++++ WORKING DATA ++++

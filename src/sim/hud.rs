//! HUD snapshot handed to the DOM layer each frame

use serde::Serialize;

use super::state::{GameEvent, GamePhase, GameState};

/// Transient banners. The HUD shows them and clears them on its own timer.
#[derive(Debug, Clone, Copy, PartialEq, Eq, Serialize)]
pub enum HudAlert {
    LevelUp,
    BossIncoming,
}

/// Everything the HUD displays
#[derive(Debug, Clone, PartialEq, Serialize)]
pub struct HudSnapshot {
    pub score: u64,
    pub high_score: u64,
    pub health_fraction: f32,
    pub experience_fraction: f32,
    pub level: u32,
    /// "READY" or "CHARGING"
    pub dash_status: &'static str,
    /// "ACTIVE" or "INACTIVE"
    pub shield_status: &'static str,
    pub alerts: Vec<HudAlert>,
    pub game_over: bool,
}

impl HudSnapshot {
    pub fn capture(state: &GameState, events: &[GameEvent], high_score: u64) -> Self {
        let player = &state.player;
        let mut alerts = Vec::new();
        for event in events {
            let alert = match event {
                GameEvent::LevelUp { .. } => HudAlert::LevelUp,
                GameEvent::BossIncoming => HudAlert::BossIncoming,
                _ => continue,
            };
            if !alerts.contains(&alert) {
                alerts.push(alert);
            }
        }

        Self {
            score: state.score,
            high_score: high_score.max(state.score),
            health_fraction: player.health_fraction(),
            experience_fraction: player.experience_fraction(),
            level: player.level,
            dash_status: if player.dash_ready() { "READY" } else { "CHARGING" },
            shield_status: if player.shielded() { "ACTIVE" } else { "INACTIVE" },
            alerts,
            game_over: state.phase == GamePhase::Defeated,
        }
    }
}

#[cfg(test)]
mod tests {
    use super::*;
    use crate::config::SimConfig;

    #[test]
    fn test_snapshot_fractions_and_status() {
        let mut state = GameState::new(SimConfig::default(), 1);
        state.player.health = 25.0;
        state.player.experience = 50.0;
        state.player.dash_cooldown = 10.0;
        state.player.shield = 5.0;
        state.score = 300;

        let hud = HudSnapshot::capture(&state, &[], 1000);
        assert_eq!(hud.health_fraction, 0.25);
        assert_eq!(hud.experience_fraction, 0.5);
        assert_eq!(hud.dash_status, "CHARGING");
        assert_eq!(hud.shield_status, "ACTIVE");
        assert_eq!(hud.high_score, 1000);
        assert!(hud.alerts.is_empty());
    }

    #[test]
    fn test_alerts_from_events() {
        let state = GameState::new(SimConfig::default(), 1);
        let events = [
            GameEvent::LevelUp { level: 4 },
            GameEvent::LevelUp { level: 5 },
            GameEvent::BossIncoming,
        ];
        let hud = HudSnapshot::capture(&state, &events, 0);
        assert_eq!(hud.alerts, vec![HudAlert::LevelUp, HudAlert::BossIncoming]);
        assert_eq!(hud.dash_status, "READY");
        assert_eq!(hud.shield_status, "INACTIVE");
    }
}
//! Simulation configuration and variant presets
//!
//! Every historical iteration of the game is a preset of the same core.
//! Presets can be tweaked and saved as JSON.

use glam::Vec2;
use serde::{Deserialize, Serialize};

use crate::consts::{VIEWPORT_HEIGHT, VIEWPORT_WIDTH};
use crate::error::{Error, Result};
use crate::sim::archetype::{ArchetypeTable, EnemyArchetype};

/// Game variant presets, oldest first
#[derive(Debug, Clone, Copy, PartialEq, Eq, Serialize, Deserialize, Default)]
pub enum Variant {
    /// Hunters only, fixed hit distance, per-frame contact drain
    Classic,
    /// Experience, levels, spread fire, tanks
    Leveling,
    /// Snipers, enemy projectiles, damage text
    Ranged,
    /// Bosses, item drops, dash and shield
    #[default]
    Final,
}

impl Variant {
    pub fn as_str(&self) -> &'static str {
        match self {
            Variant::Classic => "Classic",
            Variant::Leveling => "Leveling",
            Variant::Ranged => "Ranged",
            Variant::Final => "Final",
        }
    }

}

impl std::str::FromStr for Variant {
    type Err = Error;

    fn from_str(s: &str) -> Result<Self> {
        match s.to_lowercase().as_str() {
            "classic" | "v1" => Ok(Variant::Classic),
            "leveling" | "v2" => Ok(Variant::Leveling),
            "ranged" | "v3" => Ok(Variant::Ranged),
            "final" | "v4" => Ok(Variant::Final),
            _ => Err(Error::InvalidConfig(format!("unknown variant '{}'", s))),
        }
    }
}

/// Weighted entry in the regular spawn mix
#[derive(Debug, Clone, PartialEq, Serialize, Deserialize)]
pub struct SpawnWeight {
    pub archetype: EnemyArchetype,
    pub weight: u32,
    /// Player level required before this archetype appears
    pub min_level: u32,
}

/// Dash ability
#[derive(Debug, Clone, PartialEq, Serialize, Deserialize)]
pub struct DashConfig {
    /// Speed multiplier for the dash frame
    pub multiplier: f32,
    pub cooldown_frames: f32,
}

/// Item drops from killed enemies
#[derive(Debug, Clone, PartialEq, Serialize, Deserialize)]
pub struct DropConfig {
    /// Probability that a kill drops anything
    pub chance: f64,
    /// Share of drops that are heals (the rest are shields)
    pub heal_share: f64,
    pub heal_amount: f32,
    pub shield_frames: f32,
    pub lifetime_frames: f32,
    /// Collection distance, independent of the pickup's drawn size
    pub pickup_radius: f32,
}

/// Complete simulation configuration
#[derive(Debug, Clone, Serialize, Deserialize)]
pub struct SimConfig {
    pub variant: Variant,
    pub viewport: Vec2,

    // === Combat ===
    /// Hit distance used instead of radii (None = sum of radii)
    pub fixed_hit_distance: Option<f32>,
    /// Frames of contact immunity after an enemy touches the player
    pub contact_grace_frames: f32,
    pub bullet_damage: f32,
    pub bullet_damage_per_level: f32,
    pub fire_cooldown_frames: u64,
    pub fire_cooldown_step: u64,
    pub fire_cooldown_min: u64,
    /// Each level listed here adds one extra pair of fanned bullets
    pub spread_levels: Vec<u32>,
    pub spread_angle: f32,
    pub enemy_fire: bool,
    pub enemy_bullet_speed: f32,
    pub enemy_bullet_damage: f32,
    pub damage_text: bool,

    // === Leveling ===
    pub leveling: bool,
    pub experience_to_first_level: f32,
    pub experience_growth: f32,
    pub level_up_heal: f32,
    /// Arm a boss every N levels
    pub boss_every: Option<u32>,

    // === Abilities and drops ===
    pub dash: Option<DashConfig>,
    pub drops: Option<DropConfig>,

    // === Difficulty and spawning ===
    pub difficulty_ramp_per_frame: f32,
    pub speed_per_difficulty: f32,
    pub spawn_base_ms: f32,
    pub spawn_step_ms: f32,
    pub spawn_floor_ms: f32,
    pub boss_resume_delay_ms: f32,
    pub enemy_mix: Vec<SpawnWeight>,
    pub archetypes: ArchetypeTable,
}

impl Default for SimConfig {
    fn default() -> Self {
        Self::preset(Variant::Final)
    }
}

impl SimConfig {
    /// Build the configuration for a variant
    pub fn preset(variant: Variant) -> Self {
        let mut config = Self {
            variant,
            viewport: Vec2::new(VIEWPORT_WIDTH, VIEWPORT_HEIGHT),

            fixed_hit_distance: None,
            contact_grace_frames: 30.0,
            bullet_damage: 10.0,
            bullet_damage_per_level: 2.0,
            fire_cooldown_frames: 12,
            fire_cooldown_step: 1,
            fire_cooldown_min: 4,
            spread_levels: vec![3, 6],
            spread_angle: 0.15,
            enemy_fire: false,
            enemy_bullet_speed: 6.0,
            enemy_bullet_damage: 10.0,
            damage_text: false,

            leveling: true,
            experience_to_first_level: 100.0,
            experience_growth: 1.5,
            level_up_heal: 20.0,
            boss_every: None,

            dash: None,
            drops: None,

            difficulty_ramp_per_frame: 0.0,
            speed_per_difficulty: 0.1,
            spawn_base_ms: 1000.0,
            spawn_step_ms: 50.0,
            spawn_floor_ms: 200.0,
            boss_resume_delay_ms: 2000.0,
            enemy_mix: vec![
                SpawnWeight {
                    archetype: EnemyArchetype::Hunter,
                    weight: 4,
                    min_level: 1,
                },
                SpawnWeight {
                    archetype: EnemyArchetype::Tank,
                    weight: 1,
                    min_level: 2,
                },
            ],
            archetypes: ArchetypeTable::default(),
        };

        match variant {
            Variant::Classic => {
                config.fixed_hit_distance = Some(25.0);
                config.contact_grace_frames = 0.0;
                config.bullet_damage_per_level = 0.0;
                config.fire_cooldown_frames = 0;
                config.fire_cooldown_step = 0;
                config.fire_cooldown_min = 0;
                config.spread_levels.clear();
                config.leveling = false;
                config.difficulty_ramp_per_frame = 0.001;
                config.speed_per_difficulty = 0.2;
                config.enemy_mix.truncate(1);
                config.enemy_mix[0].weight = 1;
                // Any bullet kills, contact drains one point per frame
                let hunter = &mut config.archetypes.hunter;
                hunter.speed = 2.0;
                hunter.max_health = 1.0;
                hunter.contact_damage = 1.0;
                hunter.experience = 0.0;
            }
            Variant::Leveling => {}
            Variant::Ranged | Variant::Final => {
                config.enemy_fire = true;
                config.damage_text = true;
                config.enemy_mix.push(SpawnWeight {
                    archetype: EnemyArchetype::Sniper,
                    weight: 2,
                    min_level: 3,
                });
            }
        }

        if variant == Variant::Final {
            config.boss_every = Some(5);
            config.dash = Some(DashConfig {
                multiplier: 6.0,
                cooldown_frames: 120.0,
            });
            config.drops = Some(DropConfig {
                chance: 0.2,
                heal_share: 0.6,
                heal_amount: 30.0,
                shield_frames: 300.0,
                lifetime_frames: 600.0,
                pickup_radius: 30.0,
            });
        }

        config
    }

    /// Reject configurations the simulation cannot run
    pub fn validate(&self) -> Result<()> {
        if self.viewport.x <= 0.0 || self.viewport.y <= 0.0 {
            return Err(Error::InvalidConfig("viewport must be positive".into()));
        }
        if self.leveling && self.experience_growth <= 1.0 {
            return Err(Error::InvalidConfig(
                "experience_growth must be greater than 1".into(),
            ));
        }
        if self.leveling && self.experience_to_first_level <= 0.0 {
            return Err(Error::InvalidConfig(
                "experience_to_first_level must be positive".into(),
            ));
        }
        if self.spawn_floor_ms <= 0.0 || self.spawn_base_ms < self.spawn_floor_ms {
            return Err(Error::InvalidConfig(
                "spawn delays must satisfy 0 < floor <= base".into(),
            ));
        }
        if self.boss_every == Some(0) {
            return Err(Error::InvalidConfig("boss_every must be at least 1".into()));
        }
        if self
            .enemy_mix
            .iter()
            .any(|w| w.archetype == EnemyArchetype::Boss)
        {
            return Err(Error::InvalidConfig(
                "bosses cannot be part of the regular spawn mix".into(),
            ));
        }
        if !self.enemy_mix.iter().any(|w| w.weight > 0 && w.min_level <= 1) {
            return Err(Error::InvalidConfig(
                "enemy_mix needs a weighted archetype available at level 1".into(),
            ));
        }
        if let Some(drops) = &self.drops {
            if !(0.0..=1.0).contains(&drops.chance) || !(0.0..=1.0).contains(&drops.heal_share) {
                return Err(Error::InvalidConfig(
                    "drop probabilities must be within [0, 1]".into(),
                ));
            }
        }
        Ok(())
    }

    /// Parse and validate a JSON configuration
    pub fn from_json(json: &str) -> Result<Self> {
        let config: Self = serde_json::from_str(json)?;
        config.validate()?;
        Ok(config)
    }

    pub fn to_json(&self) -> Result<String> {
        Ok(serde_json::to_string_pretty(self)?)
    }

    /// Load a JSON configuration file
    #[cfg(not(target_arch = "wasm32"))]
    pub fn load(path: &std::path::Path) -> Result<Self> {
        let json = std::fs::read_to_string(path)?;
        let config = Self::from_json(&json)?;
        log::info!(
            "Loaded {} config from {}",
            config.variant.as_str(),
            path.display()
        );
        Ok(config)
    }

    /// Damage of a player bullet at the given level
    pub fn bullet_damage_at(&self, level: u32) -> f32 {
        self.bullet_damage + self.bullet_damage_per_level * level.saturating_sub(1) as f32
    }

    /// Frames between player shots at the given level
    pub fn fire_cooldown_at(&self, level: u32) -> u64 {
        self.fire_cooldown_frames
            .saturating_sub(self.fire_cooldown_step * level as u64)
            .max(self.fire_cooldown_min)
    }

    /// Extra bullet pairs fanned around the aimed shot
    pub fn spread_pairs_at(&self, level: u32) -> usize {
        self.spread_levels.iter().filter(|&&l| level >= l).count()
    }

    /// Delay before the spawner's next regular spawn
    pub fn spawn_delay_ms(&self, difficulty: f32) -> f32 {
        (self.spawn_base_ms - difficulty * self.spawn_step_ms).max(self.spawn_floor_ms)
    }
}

++++
++++ WORKING DATA ++++

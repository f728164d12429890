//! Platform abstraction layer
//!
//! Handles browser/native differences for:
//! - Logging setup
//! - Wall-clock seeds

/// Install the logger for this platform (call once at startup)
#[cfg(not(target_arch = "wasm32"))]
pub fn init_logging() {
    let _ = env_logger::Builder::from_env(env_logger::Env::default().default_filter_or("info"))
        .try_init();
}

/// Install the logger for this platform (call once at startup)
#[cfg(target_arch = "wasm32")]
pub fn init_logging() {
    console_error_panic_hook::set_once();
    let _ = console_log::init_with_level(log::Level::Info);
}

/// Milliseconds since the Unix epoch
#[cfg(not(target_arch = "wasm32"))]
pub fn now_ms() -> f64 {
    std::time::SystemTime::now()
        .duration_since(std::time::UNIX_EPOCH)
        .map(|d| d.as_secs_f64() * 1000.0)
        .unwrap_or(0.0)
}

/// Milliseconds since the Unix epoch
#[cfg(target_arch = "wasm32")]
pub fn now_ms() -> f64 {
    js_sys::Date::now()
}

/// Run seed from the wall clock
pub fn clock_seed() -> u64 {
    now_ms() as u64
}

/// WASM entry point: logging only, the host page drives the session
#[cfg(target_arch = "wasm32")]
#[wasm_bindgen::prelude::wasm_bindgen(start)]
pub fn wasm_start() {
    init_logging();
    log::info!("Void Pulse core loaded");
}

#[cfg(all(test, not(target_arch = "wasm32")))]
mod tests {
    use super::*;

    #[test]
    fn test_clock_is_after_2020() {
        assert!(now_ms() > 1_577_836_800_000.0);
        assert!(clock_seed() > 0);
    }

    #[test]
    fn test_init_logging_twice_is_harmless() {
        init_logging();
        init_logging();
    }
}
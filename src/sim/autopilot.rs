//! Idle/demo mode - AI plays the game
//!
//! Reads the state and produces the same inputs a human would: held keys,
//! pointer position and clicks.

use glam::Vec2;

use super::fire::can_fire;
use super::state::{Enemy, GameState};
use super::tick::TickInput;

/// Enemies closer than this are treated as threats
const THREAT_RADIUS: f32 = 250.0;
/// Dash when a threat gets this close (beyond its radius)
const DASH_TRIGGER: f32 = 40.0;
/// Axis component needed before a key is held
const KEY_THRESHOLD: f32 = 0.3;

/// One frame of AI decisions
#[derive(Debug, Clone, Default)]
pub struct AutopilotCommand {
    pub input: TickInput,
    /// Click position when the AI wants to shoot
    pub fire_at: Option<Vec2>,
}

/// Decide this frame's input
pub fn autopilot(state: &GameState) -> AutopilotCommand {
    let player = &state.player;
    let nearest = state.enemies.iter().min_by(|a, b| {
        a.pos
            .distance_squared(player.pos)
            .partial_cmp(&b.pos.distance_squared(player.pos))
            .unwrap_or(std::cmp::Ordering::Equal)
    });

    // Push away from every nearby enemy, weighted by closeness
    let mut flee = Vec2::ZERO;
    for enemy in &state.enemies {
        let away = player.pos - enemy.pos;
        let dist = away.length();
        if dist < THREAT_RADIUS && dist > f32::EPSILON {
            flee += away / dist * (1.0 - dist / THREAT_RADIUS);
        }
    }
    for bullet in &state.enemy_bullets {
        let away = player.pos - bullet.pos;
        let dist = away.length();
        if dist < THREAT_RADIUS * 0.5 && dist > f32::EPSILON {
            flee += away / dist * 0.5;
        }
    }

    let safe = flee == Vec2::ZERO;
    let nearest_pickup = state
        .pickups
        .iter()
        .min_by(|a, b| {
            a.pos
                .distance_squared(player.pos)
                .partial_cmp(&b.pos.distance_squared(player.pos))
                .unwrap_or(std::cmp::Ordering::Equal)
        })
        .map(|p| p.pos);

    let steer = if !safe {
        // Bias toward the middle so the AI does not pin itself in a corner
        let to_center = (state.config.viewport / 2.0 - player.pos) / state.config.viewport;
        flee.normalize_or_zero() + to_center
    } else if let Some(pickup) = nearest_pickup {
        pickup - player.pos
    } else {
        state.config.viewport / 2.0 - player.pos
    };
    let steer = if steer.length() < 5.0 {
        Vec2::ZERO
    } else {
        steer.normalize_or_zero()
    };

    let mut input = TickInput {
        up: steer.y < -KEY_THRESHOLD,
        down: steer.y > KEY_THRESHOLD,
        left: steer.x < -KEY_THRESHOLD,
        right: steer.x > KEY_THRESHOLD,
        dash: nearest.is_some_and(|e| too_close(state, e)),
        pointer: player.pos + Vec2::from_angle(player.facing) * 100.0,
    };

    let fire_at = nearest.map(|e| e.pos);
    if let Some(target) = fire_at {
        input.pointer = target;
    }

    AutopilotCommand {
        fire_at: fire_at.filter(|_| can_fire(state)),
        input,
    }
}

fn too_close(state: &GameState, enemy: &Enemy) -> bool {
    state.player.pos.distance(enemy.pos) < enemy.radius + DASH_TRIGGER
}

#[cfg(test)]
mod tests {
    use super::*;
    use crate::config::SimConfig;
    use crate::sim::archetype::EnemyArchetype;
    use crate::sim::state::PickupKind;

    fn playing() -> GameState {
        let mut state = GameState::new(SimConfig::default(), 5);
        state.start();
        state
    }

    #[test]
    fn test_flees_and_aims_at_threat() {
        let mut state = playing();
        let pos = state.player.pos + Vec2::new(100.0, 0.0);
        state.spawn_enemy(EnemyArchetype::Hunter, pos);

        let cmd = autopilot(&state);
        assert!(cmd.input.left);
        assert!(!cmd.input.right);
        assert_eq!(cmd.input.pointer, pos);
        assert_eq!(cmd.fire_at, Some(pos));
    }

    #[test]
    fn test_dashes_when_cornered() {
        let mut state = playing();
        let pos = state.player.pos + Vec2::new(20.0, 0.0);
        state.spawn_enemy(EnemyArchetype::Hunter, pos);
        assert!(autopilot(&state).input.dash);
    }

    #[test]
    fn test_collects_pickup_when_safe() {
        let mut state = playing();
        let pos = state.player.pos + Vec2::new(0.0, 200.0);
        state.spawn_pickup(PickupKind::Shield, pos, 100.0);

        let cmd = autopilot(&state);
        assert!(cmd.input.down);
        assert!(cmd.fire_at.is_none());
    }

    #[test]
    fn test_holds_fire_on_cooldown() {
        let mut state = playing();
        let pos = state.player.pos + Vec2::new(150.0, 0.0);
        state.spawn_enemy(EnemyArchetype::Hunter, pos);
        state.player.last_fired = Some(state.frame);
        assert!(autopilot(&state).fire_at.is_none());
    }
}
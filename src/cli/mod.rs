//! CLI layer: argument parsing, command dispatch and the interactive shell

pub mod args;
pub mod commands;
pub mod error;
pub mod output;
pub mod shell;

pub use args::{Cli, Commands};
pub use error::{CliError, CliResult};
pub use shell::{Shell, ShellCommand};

++++

#### [AIM OF THE EXERCISE]
Please go through each line of the data and count those that contain the string "entry"; give that number alone.

#### [TASK RESPONSE]
2